---- SUPPLIED MATERIAL

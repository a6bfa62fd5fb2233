//! The piece ledger: the single source of truth for what has been downloaded.
//!
//! Every piece lives in its own slot behind its own lock. Reporting a block
//! takes that lock for the whole read-coverage / write / verify sequence, so
//! concurrent reports for the same piece are serialized while different
//! pieces proceed independently.

mod coverage;

pub use coverage::Coverage;

use crate::bitfield::Bitfield;
use crate::storage::{StorageError, StorageWriter};
use sha1::{Digest, Sha1};
use shoal_core::{MetainfoError, Torrent};
use std::ops::Range;
use std::sync::Arc;
use std::sync::atomic::{AtomicU64, AtomicUsize, Ordering};
use thiserror::Error;
use tokio::sync::futures::Notified;
use tokio::sync::{Mutex, Notify};

/// Identifies the session that reserved a block.
#[derive(Debug, Clone, Copy, PartialEq, Eq, Hash)]
pub struct SessionId(pub u64);

#[derive(Debug, Clone, Copy, PartialEq, Eq)]
pub enum PieceState {
    Missing,
    InProgress,
    Verified,
}

/// A block request: `length` bytes at `offset` within piece `piece`.
#[derive(Debug, Clone, Copy, PartialEq, Eq, Hash)]
pub struct Block {
    pub piece: u32,
    pub offset: u32,
    pub length: u32,
}

impl Block {
    pub fn range(&self) -> Range<u32> {
        self.offset..self.offset + self.length
    }
}

/// What happened to a piece after a block was recorded.
#[derive(Debug, Clone, Copy, PartialEq, Eq)]
pub enum PieceOutcome {
    /// The block was recorded (or was a duplicate); the piece is not done yet.
    Accepted,
    /// The piece is now fully covered and its digest matched.
    PieceVerified,
    /// The piece was fully covered but its digest did not match. It has been
    /// reset to `Missing` and will be requested again.
    PieceCorrupt,
}

#[derive(Debug, Error)]
pub enum LedgerError {
    #[error("piece index {index} out of range ({count} pieces)")]
    UnknownPiece { index: u32, count: usize },

    #[error("offset {offset} outside piece {index} of length {piece_len}")]
    OffsetOutOfRange {
        index: u32,
        offset: u32,
        piece_len: u32,
    },

    #[error("block of {len} bytes at offset {offset} overruns piece {index} of length {piece_len}")]
    BlockOverrun {
        index: u32,
        offset: u32,
        len: usize,
        piece_len: u32,
    },

    #[error("empty block for piece {index} at offset {offset}")]
    EmptyBlock { index: u32, offset: u32 },

    #[error(transparent)]
    Storage(#[from] StorageError),
}

impl LedgerError {
    /// Storage failures are fatal; everything else is a rejected block.
    pub fn is_fatal(&self) -> bool {
        matches!(self, LedgerError::Storage(_))
    }
}

#[derive(Debug, Clone, Copy, PartialEq, Eq)]
pub struct LedgerProgress {
    pub verified_pieces: usize,
    pub total_pieces: usize,
    pub verified_bytes: u64,
    pub total_bytes: u64,
}

impl LedgerProgress {
    pub fn percent(&self) -> f64 {
        if self.total_bytes == 0 {
            return 100.0;
        }
        self.verified_bytes as f64 * 100.0 / self.total_bytes as f64
    }
}

#[derive(Debug)]
struct Reservation {
    range: Range<u32>,
    session: SessionId,
}

#[derive(Debug)]
struct PieceSlot {
    hash: [u8; 20],
    length: u32,
    state: PieceState,
    coverage: Coverage,
    reservations: Vec<Reservation>,
}

impl PieceSlot {
    /// First range that is neither received nor reserved by any session.
    fn first_free(&self) -> Option<Range<u32>> {
        let mut busy = self.coverage.clone();
        for r in &self.reservations {
            busy.insert(r.range.clone());
        }
        busy.first_gap(self.length)
    }

    fn settle_idle_state(&mut self) {
        if self.state == PieceState::InProgress
            && self.coverage.is_empty()
            && self.reservations.is_empty()
        {
            self.state = PieceState::Missing;
        }
    }

    fn reset(&mut self) {
        self.coverage.clear();
        self.reservations.clear();
        self.state = PieceState::Missing;
    }
}

pub struct PieceLedger {
    pieces: Vec<Mutex<PieceSlot>>,
    piece_length: u64,
    total_length: u64,
    block_size: u32,
    pipeline_depth: usize,
    storage: Arc<StorageWriter>,
    verified_pieces: AtomicUsize,
    verified_bytes: AtomicU64,
    /// Fired whenever reserved or received ranges go back to the pool.
    work_released: Notify,
}

impl PieceLedger {
    /// Builds a ledger with every piece `Missing`.
    ///
    /// # Arguments
    ///
    /// * `torrent` - A validated descriptor.
    /// * `storage` - The writer the ledger persists blocks through.
    /// * `block_size` - Upper bound on a single request.
    /// * `pipeline_depth` - Maximum outstanding requests per session.
    pub fn new(
        torrent: &Torrent,
        storage: Arc<StorageWriter>,
        block_size: u32,
        pipeline_depth: usize,
    ) -> Result<Self, MetainfoError> {
        torrent.validate()?;
        if u32::try_from(torrent.piece_length).is_err() {
            return Err(MetainfoError::Field("piece length"));
        }
        if storage.total_length() != torrent.total_length() {
            return Err(MetainfoError::Field("length"));
        }

        let pieces = torrent
            .pieces
            .iter()
            .enumerate()
            .map(|(i, hash)| {
                Mutex::new(PieceSlot {
                    hash: *hash,
                    length: torrent.piece_size(i) as u32,
                    state: PieceState::Missing,
                    coverage: Coverage::new(),
                    reservations: Vec::new(),
                })
            })
            .collect();

        Ok(Self {
            pieces,
            piece_length: torrent.piece_length,
            total_length: torrent.total_length(),
            block_size: block_size.max(1),
            pipeline_depth,
            storage,
            verified_pieces: AtomicUsize::new(0),
            verified_bytes: AtomicU64::new(0),
            work_released: Notify::new(),
        })
    }

    pub fn piece_count(&self) -> usize {
        self.pieces.len()
    }

    pub fn storage(&self) -> &Arc<StorageWriter> {
        &self.storage
    }

    fn piece_start(&self, index: usize) -> u64 {
        index as u64 * self.piece_length
    }

    /// Picks the next block `session` should request, and reserves it.
    ///
    /// Pieces are scanned in ascending order. Verified pieces and pieces the
    /// peer does not advertise are skipped; within the first eligible piece the
    /// first range that is neither received nor reserved is returned, clipped
    /// to the block size. Returns `None` once the session already has
    /// `pipeline_depth` requests outstanding.
    pub async fn next_request(
        &self,
        session: SessionId,
        peer_bitfield: &Bitfield,
        peer_inflight: usize,
    ) -> Option<Block> {
        if peer_inflight >= self.pipeline_depth {
            return None;
        }

        for (index, slot) in self.pieces.iter().enumerate() {
            if !peer_bitfield.has(index) {
                continue;
            }
            let mut slot = slot.lock().await;
            if slot.state == PieceState::Verified {
                continue;
            }
            let Some(free) = slot.first_free() else {
                continue;
            };

            let end = free.end.min(free.start.saturating_add(self.block_size));
            let block = Block {
                piece: index as u32,
                offset: free.start,
                length: end - free.start,
            };
            slot.reservations.push(Reservation {
                range: block.range(),
                session,
            });
            slot.state = PieceState::InProgress;
            return Some(block);
        }
        None
    }

    /// Records a received block, persists it, and verifies the piece once it
    /// is fully covered.
    ///
    /// Duplicate ranges and blocks for already verified pieces are accepted
    /// without touching the disk. Malformed blocks are rejected with a
    /// validation error and leave the ledger unchanged.
    pub async fn on_block_received(
        &self,
        piece_index: u32,
        offset: u32,
        data: &[u8],
    ) -> Result<PieceOutcome, LedgerError> {
        let index = piece_index as usize;
        let slot = self.pieces.get(index).ok_or(LedgerError::UnknownPiece {
            index: piece_index,
            count: self.pieces.len(),
        })?;
        let mut guard = slot.lock().await;
        let slot = &mut *guard;

        if offset >= slot.length {
            return Err(LedgerError::OffsetOutOfRange {
                index: piece_index,
                offset,
                piece_len: slot.length,
            });
        }
        if data.is_empty() {
            return Err(LedgerError::EmptyBlock {
                index: piece_index,
                offset,
            });
        }
        if data.len() > (slot.length - offset) as usize {
            return Err(LedgerError::BlockOverrun {
                index: piece_index,
                offset,
                len: data.len(),
                piece_len: slot.length,
            });
        }

        if slot.state == PieceState::Verified {
            return Ok(PieceOutcome::Accepted);
        }

        let range = offset..offset + data.len() as u32;
        if !slot.coverage.contains(&range) {
            self.storage
                .write(self.piece_start(index) + offset as u64, data)
                .await?;
            slot.coverage.insert(range);
            slot.state = PieceState::InProgress;
        }
        let coverage = &slot.coverage;
        slot.reservations.retain(|r| !coverage.contains(&r.range));

        if !slot.coverage.is_complete(slot.length) {
            return Ok(PieceOutcome::Accepted);
        }

        let stored = self
            .storage
            .read(self.piece_start(index), slot.length as usize)
            .await?;
        if Sha1::digest(&stored)[..] == slot.hash[..] {
            slot.state = PieceState::Verified;
            slot.reservations.clear();
            self.verified_pieces.fetch_add(1, Ordering::AcqRel);
            self.verified_bytes
                .fetch_add(slot.length as u64, Ordering::AcqRel);
            tracing::debug!(piece = piece_index, "piece verified");
            Ok(PieceOutcome::PieceVerified)
        } else {
            slot.reset();
            self.work_released.notify_waiters();
            tracing::warn!(piece = piece_index, "piece failed hash check, re-queued");
            Ok(PieceOutcome::PieceCorrupt)
        }
    }

    /// Drops every reservation held by `session`.
    pub async fn release(&self, session: SessionId) {
        let mut released = false;
        for slot in &self.pieces {
            let mut slot = slot.lock().await;
            if slot.reservations.iter().any(|r| r.session == session) {
                slot.reservations.retain(|r| r.session != session);
                slot.settle_idle_state();
                released = true;
            }
        }
        if released {
            self.work_released.notify_waiters();
        }
    }

    /// Resolves the next time ranges are handed back by [`release`] or by a
    /// corrupt piece being reset.
    ///
    /// Releases that happen after this is called and before it is first
    /// polled are not missed.
    ///
    /// [`release`]: PieceLedger::release
    pub fn work_released(&self) -> Notified<'_> {
        self.work_released.notified()
    }

    /// True if `peer_bitfield` holds any piece that is not yet verified,
    /// whether or not its ranges are currently free.
    pub async fn has_work_for(&self, peer_bitfield: &Bitfield) -> bool {
        for (index, slot) in self.pieces.iter().enumerate() {
            if peer_bitfield.has(index) && slot.lock().await.state != PieceState::Verified {
                return true;
            }
        }
        false
    }

    /// Re-verifies bytes already on disk, marking matching pieces `Verified`.
    ///
    /// Returns how many pieces were newly verified.
    pub async fn recheck(&self) -> Result<usize, StorageError> {
        let mut found = 0;
        for (index, slot) in self.pieces.iter().enumerate() {
            let mut slot = slot.lock().await;
            if slot.state == PieceState::Verified {
                continue;
            }
            let stored = self
                .storage
                .read(self.piece_start(index), slot.length as usize)
                .await?;
            if Sha1::digest(&stored)[..] == slot.hash[..] {
                let length = slot.length;
                slot.coverage.clear();
                slot.coverage.insert(0..length);
                slot.reservations.clear();
                slot.state = PieceState::Verified;
                self.verified_pieces.fetch_add(1, Ordering::AcqRel);
                self.verified_bytes
                    .fetch_add(length as u64, Ordering::AcqRel);
                found += 1;
            }
        }
        Ok(found)
    }

    pub async fn piece_state(&self, index: usize) -> Option<PieceState> {
        Some(self.pieces.get(index)?.lock().await.state)
    }

    /// Bytes of piece `index` received so far (verified pieces count in full).
    pub async fn piece_coverage(&self, index: usize) -> Option<Coverage> {
        Some(self.pieces.get(index)?.lock().await.coverage.clone())
    }

    /// Our own availability, for advertising to peers.
    pub async fn verified_bitfield(&self) -> Bitfield {
        let mut bf = Bitfield::new(self.pieces.len());
        for (index, slot) in self.pieces.iter().enumerate() {
            if slot.lock().await.state == PieceState::Verified {
                bf.set(index);
            }
        }
        bf
    }

    /// True iff every piece is `Verified`.
    pub fn is_complete(&self) -> bool {
        self.verified_pieces.load(Ordering::Acquire) == self.pieces.len()
    }

    pub fn progress(&self) -> LedgerProgress {
        LedgerProgress {
            verified_pieces: self.verified_pieces.load(Ordering::Acquire),
            total_pieces: self.pieces.len(),
            verified_bytes: self.verified_bytes.load(Ordering::Acquire),
            total_bytes: self.total_length,
        }
    }
}
//! Ordering of tracker-supplied candidates before connecting.
//!
//! The tracker list is advisory. A prioritizer only decides which candidates
//! get the limited connection slots first; it never affects the protocol.

use std::collections::HashSet;
use std::net::SocketAddrV4;

/// Ports commonly used by BitTorrent clients.
pub const WELL_KNOWN_PORTS: &[u16] = &[6881, 6882, 6883, 6884, 6885, 6886, 6887, 6888, 6889, 51413];

/// First octets of address blocks dominated by hosting providers.
pub const HOSTING_FIRST_OCTETS: &[u8] = &[
    2, 5, 8, 9, 37, 45, 46, 47, 77, 78, 79, 80, 81, 82, 83, 84, 85, 86, 87, 88, 89, 93, 94, 95,
];

pub trait PeerPrioritizer {
    /// Returns at most `max` distinct candidates, best first.
    fn prioritize(&self, candidates: &[SocketAddrV4], max: usize) -> Vec<SocketAddrV4>;
}

fn dedup(candidates: &[SocketAddrV4]) -> Vec<SocketAddrV4> {
    let mut seen = HashSet::new();
    candidates
        .iter()
        .copied()
        .filter(|addr| seen.insert(*addr))
        .collect()
}

/// Keeps the tracker's order.
#[derive(Debug, Default, Clone, Copy)]
pub struct TrackerOrder;

impl PeerPrioritizer for TrackerOrder {
    fn prioritize(&self, candidates: &[SocketAddrV4], max: usize) -> Vec<SocketAddrV4> {
        let mut out = dedup(candidates);
        out.truncate(max);
        out
    }
}

/// Moves candidates listening on [`WELL_KNOWN_PORTS`] to the front.
#[derive(Debug, Default, Clone, Copy)]
pub struct PreferredPorts;

impl PeerPrioritizer for PreferredPorts {
    fn prioritize(&self, candidates: &[SocketAddrV4], max: usize) -> Vec<SocketAddrV4> {
        let (mut preferred, rest): (Vec<_>, Vec<_>) = dedup(candidates)
            .into_iter()
            .partition(|addr| WELL_KNOWN_PORTS.contains(&addr.port()));
        preferred.extend(rest);
        preferred.truncate(max);
        preferred
    }
}

/// Reserves a share of the slots for candidates in preferred address blocks.
#[derive(Debug, Clone)]
pub struct PreferredPrefixes {
    first_octets: Vec<u8>,
    share: f64,
}

impl Default for PreferredPrefixes {
    fn default() -> Self {
        Self::new(HOSTING_FIRST_OCTETS.to_vec(), 0.8)
    }
}

impl PreferredPrefixes {
    /// `share` is clamped to `0.0..=1.0`.
    pub fn new(first_octets: Vec<u8>, share: f64) -> Self {
        Self {
            first_octets,
            share: share.clamp(0.0, 1.0),
        }
    }

    fn is_preferred(&self, addr: &SocketAddrV4) -> bool {
        self.first_octets.contains(&addr.ip().octets()[0])
    }
}

impl PeerPrioritizer for PreferredPrefixes {
    fn prioritize(&self, candidates: &[SocketAddrV4], max: usize) -> Vec<SocketAddrV4> {
        let (preferred, regular): (Vec<_>, Vec<_>) = dedup(candidates)
            .into_iter()
            .partition(|addr| self.is_preferred(addr));

        let preferred_slots = ((max as f64 * self.share) as usize).min(preferred.len());
        let regular_slots = (max - preferred_slots).min(regular.len());

        let mut out: Vec<SocketAddrV4> = preferred[..preferred_slots]
            .iter()
            .chain(&regular[..regular_slots])
            .copied()
            .collect();

        // Unused slots go back to whichever class still has candidates.
        let leftovers = preferred[preferred_slots..]
            .iter()
            .chain(&regular[regular_slots..])
            .copied();
        out.extend(leftovers.take(max - out.len()));
        out
    }
}

/// The `--prefer` choices.
#[derive(Debug, Clone, Copy, PartialEq, Eq, Default, clap::ValueEnum)]
pub enum Preference {
    #[default]
    Tracker,
    Ports,
    Prefixes,
}

impl Preference {
    pub fn prioritizer(self) -> Box<dyn PeerPrioritizer + Send + Sync> {
        match self {
            Preference::Tracker => Box::new(TrackerOrder),
            Preference::Ports => Box::new(PreferredPorts),
            Preference::Prefixes => Box::new(PreferredPrefixes::default()),
        }
    }
}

--------

* _TASK GOAL_
Now copy each line of the entries that mentions "PieceSlot".

* _FINAL ANSWER_
struct PieceSlot {
impl PieceSlot {
    pieces: Vec<Mutex<PieceSlot>>,
                Mutex::new(PieceSlot {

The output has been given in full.